Siempre viví de manera tradicional. Al salir del colegio estudié publicidad, carrera que luego ejercí. Me iba bien y sentía que mi vida era como la de la mayoría de las personas, con preocupaciones más o menos similares y una manera de ver las cosas no muy diferente a la del resto. Tenía las aspiraciones que generalmente nos autoimponemos cuando somos y nos sentimos parte de una sociedad. Todo esto hasta que decidí ser mamá.
En el camino conocí a mi marido, nos enamoramos y decidimos casarnos. Tiempo después quedamos embarazados de nuestro primer hijo. Las cosas hasta ese entonces iban bien, mi embarazo fue normal y la gestación completa.

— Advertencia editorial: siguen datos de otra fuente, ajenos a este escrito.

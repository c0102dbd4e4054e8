// SPDX-FileCopyrightText: 2026 Docent Contributors
// SPDX-License-Identifier: MIT OR Apache-2.0

//! Text extractor that serves canned text instead of parsing PDFs.

use std::collections::HashMap;
use std::path::Path;

use async_trait::async_trait;

use docent_core::DocentError;
use docent_core::traits::{PluginAdapter, TextExtractor};
use docent_core::types::AdapterType;

/// Serves text by file name. Names without an entry fall back to the
/// default text when one is set, and fail otherwise.
#[derive(Debug, Default, Clone)]
pub struct StubExtractor {
    texts: HashMap<String, String>,
    fallback: Option<String>,
}

impl StubExtractor {
    pub fn new() -> Self {
        Self::default()
    }

    /// Every file extracts to `text`.
    pub fn uniform(text: impl Into<String>) -> Self {
        Self {
            texts: HashMap::new(),
            fallback: Some(text.into()),
        }
    }

    /// Registers the text returned for `file_name`.
    pub fn with_text(mut self, file_name: &str, text: impl Into<String>) -> Self {
        self.texts.insert(file_name.to_string(), text.into());
        self
    }
}

impl PluginAdapter for StubExtractor {
    fn name(&self) -> &str {
        "stub-extractor"
    }

    fn adapter_type(&self) -> AdapterType {
        AdapterType::Extractor
    }
}

#[async_trait]
impl TextExtractor for StubExtractor {
    async fn extract(&self, path: &Path) -> Result<String, DocentError> {
        let name = path
            .file_name()
            .map(|n| n.to_string_lossy().into_owned())
            .unwrap_or_default();
        self.texts
            .get(&name)
            .or(self.fallback.as_ref())
            .cloned()
            .ok_or_else(|| DocentError::Extraction {
                path: path.display().to_string(),
                message: "no stub text registered".into(),
            })
    }
}
// SPDX-FileCopyrightText: 2026 Docent Contributors
// SPDX-License-Identifier: MIT OR Apache-2.0

//! Turns figment extraction errors into miette diagnostics that point into
//! `docent.toml`.
//!
//! Unknown tables, unknown keys inside a table, and ill-typed values each get
//! their own diagnostic with a span into the offending file when it can be
//! located, plus a Jaro-Winkler "did you mean" suggestion for names.

#![allow(unused_assignments)] // miette's Diagnostic derive generates code triggering this lint

use miette::{Diagnostic, NamedSource, SourceSpan};
use thiserror::Error;

/// Minimum Jaro-Winkler similarity score to suggest a correction.
/// Catches typos like `chunk_sise` -> `chunk_size` or `retreival` -> `retrieval`.
const SUGGESTION_THRESHOLD: f64 = 0.75;

/// Source name used for configuration passed as a string.
pub const INLINE_SOURCE: &str = "<inline>";

/// A configuration error with rich diagnostic information.
#[derive(Debug, Error, Diagnostic)]
pub enum ConfigError {
    /// A top-level table that Docent does not read, e.g. `[retreival]`.
    #[error("unknown configuration section `[{section}]`")]
    #[diagnostic(
        code(docent::config::unknown_section),
        help("{}", section_help(suggestion.as_deref(), sections))
    )]
    UnknownSection {
        section: String,
        suggestion: Option<String>,
        /// Comma-separated `[name]` list of the sections Docent reads.
        sections: String,
        #[label("not a docent section")]
        span: Option<SourceSpan>,
        #[source_code]
        src: Option<NamedSource<String>>,
    },

    /// A key that the enclosing section does not define.
    #[error("unknown key `{key}` in `[{section}]`")]
    #[diagnostic(
        code(docent::config::unknown_key),
        help("{}", key_help(suggestion.as_deref(), valid_keys))
    )]
    UnknownKey {
        key: String,
        section: String,
        suggestion: Option<String>,
        /// Comma-separated keys accepted by `section`.
        valid_keys: String,
        #[label("this key is not recognized")]
        span: Option<SourceSpan>,
        #[source_code]
        src: Option<NamedSource<String>>,
    },

    /// A value that does not deserialize into the key's type.
    #[error("`{key}` must be {expected}, found {found}")]
    #[diagnostic(code(docent::config::invalid_type))]
    InvalidType {
        /// Dotted path, e.g. `server.port`.
        key: String,
        found: String,
        expected: String,
        #[label("expected {expected}")]
        span: Option<SourceSpan>,
        #[source_code]
        src: Option<NamedSource<String>>,
    },

    /// A value that parsed but violates a cross-field or range rule.
    #[error("validation error: {message}")]
    #[diagnostic(code(docent::config::validation))]
    Validation { message: String },

    #[error("configuration error: {0}")]
    #[diagnostic(code(docent::config::other))]
    Other(String),
}

fn section_help(suggestion: Option<&str>, sections: &str) -> String {
    match suggestion {
        Some(s) => format!("did you mean `[{s}]`? Docent reads {sections}"),
        None => format!("Docent reads {sections}"),
    }
}

fn key_help(suggestion: Option<&str>, valid_keys: &str) -> String {
    match suggestion {
        Some(s) => format!("did you mean `{s}`? Valid keys: {valid_keys}"),
        None => format!("valid keys: {valid_keys}"),
    }
}

/// Convert a `figment::Error` into a list of `ConfigError` diagnostics.
///
/// `toml_sources` pairs a file path (or [`INLINE_SOURCE`]) with its content
/// and is only used to attach spans.
pub fn figment_to_config_errors(
    err: figment::Error,
    toml_sources: &[(String, String)],
) -> Vec<ConfigError> {
    use figment::error::Kind;

    err.into_iter()
        .map(|error| {
            let path: Vec<String> = error.path.iter().map(|s| s.to_string()).collect();
            let source = matching_source(&error, toml_sources);

            match &error.kind {
                Kind::UnknownField(field, expected) if path.is_empty() => {
                    let span = source.and_then(|(_, content)| find_section_offset(content, field));
                    let (span, src) = attach(source, span.map(|o| (o, field.len() + 2)));
                    ConfigError::UnknownSection {
                        section: field.clone(),
                        suggestion: suggest_key(field, expected),
                        sections: expected
                            .iter()
                            .map(|s| format!("[{s}]"))
                            .collect::<Vec<_>>()
                            .join(", "),
                        span,
                        src,
                    }
                }
                Kind::UnknownField(field, expected) => {
                    let span = source
                        .and_then(|(_, content)| find_key_offset(content, &path, field))
                        .map(|o| (o, field.len()));
                    let (span, src) = attach(source, span);
                    ConfigError::UnknownKey {
                        key: field.clone(),
                        section: path.join("."),
                        suggestion: suggest_key(field, expected),
                        valid_keys: expected.join(", "),
                        span,
                        src,
                    }
                }
                Kind::InvalidType(found, expected) | Kind::InvalidValue(found, expected) => {
                    let span = match path.split_last() {
                        Some((field, section)) => source
                            .and_then(|(_, content)| find_value_span(content, section, field)),
                        None => None,
                    };
                    let (span, src) = attach(source, span);
                    ConfigError::InvalidType {
                        key: path.join("."),
                        found: found.to_string(),
                        expected: expected.clone(),
                        span,
                        src,
                    }
                }
                _ => ConfigError::Other(error.to_string()),
            }
        })
        .collect()
}

/// Picks the TOML text an error came from: the named file, or the inline
/// string when the value was not read from a file.
fn matching_source<'a>(
    error: &figment::error::Error,
    toml_sources: &'a [(String, String)],
) -> Option<(&'a str, &'a str)> {
    let file = error
        .metadata
        .as_ref()
        .and_then(|m| m.source.as_ref())
        .and_then(|s| match s {
            figment::Source::File(path) => Some(path.display().to_string()),
            _ => None,
        });
    let wanted = file.as_deref().unwrap_or(INLINE_SOURCE);

    toml_sources
        .iter()
        .find(|(p, _)| p == wanted)
        .map(|(p, content)| (p.as_str(), content.as_str()))
}

fn attach(
    source: Option<(&str, &str)>,
    span: Option<(usize, usize)>,
) -> (Option<SourceSpan>, Option<NamedSource<String>>) {
    match (source, span) {
        (Some((name, content)), Some((offset, len))) => (
            Some(SourceSpan::new(offset.into(), len)),
            Some(NamedSource::new(name, content.to_string())),
        ),
        _ => (None, None),
    }
}

/// Byte offset of the `[section]` header line.
pub fn find_section_offset(content: &str, section: &str) -> Option<usize> {
    let header = format!("[{section}]");
    let mut offset = 0;
    for line in content.split_inclusive('\n') {
        let trimmed = line.trim_start();
        if trimmed.trim_end() == header {
            return Some(offset + line.len() - trimmed.len());
        }
        offset += line.len();
    }
    None
}

/// Find the byte offset of a key in TOML content, relative to a section path.
///
/// For `path = ["ingest"]` and `field = "chunk_sise"`, finds the `[ingest]`
/// header then searches for the key after it, stopping at the next header.
/// An empty path searches the root table.
pub fn find_key_offset(content: &str, path: &[String], field: &str) -> Option<usize> {
    let search_start = match path.first() {
        None => 0,
        Some(section) => {
            let header = find_section_offset(content, section)?;
            header + content[header..].find('\n').map_or(content.len() - header, |n| n + 1)
        }
    };

    let mut offset = search_start;
    for line in content[search_start..].split_inclusive('\n') {
        let trimmed = line.trim_start();
        if trimmed.starts_with('[') {
            break;
        }
        if let Some(after) = trimmed.strip_prefix(field) {
            if after.starts_with([' ', '\t', '=']) {
                return Some(offset + line.len() - trimmed.len());
            }
        }
        offset += line.len();
    }

    None
}

/// Offset and length of the value assigned to `field`, with any trailing
/// comment and whitespace excluded.
pub fn find_value_span(content: &str, section: &[String], field: &str) -> Option<(usize, usize)> {
    let key = find_key_offset(content, section, field)?;
    let line_end = content[key..].find('\n').map_or(content.len(), |n| key + n);
    let eq = key + content[key..line_end].find('=')?;

    let raw = &content[eq + 1..line_end];
    let value_start = eq + 1 + (raw.len() - raw.trim_start().len());
    let value = content[value_start..line_end].trim_end();
    let value = match value.strip_prefix('"').and_then(|rest| rest.find('"')) {
        Some(close) => &value[..close + 2],
        None => value.split('#').next().unwrap_or(value).trim_end(),
    };
    (!value.is_empty()).then_some((value_start, value.len()))
}

/// Suggest a similar name using Jaro-Winkler string similarity.
///
/// Returns the best match above the similarity threshold, or `None` if
/// nothing is close enough.
pub fn suggest_key(unknown: &str, valid_keys: &[&str]) -> Option<String> {
    let mut best_score = SUGGESTION_THRESHOLD;
    let mut best_match = None;

    for &key in valid_keys {
        let score = strsim::jaro_winkler(unknown, key);
        if score > best_score {
            best_score = score;
            best_match = Some(key.to_string());
        }
    }

    best_match
}

/// Render a list of `ConfigError`s to stderr using miette's graphical handler.
pub fn render_errors(errors: &[ConfigError]) {
    use miette::GraphicalReportHandler;

    let handler = GraphicalReportHandler::new();
    for error in errors {
        let mut buf = String::new();
        let diagnostic: &dyn Diagnostic = error;
        if handler.render_report(&mut buf, diagnostic).is_ok() {
            eprint!("{buf}");
        } else {
            eprintln!("Error: {error}");
        }
    }
}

Recuerdo que en ese entonces mi mayor preocupación era qué pasaría cuando tuviera que regresar al trabajo al finalizar mi posnatal. Aunque era un futuro lejano -todavía faltaban seis meses para eso-, me angustiaba pensando en quién cuidaría de él en casa o si sería mejor que asistiera a una sala cuna. Se empezaron a asomar los primeros miedos sin embargo, nunca se vieron empañados por el enorme sentimiento de amor que crecía en mi interior.
El día en que decidió nacer, nos fuimos a la clínica e hicimos el procedimiento tal como lo habíamos programado. Ya se hacía realidad el momento que tantas veces había imaginado, y que se convertiría en el mayor regalo de mi vida. Iba a ser mamá y por fin podría ver la cara del hijo que había amado y custodiado por nueve meses.
Durante el proceso de parto las cosas se complicaron. Ese mismo día el neonatólogo nos indicó que el escenario era complejo y que sus primeras 24 horas eran cruciales. En ese momento no podía creer lo que me estaba pasando, sin embargo nos aferramos a la fe, a la vida y que de la forma que fuera, saldríamos adelante y nos iríamos con él a casa y lo amaríamos por sobre todas las cosas.
Cuando nos dieron el alta, nos llevamos la información también de que su desarrollo no sería como el tradicional de las guaguas. Debíamos empezar con terapia de rehabilitación cuanto antes porque no sabíamos lo que se vendría a futuro. Y de ahí en adelante todo se volvió cuesta arriba. Todo fue incertidumbre y expectativas. No sabíamos cómo sería su desarrollo ni qué pasaría cuando él empezara a crecer.
Pasaron los meses y los tiempos de mi hijo no eran iguales al del resto de los niños de su edad. Fue ahí cuando nos vimos de frente a una sociedad que ahora yo miraba diferente, de la que ya no me sentía parte como antes. Eso me enseñó a ver la normalidad como una estadística para poder definirnos. Ya no encajábamos en los parámetros típicos o tradicionales.
Así entramos a un mundo nuevo, desconocido hasta ese entonces, pero que finalmente se volvió nuestro mundo. Entendí que no tenemos el control de las cosas, aunque creemos que sí, pero que en realidad estamos en un constante aprendizaje y las enseñanzas llegan de las maneras más inesperadas.
Conocí la maternidad de la mano de un hijo que nació y ha crecido en condiciones distintas a lo esperado. Y me encontré abruptamente con la discapacidad. A partir de esta experiencia he decidido enfrentar y conocer el mundo de manera diferente, de una manera distinta a como lo conocí hasta antes de ser mamá.
Para esto inicié un proceso de búsqueda y sanación, enfocado en el para qué de las cosas más que en el porqué, con la intención de terminar con el sufrimiento y el desgaste de la victimización frente al llamado de que no sólo podemos ser lo que vemos y lo que nos pasa, sino que hay algo más. Y que sí existen respuestas y entendimiento frente a cada experiencia que vivimos.
Con esta mirada aprendí a vivir un día a la vez, abandonar el plan, las expectativas, los ideales y conectarme con la gratitud. Aprendí a confiar, a entregar el control. A conocer la aceptación y crecer con ella.
Nadie crece viviendo igual cada día. Y cuando dejamos de ver lo malo en lo diferente, dejamos entrar la luz y le cerramos la puerta al sufrimiento. Siempre es mejor ver las posibilidades en lugar de las limitaciones.
Cuando hablo de mi maternidad, digo que es una grandiosa maternidad. Agradezco las enseñanzas de cada día y el camino recorrido que me han regalado mis hijos, con todo lo que esto conlleve.
Patricia (38) tiene dos hijos. Es publicista y licenciada en Comunicaciones. Actualmente trabaja como terapeuta, vocación que conoció gracias a su maternidad.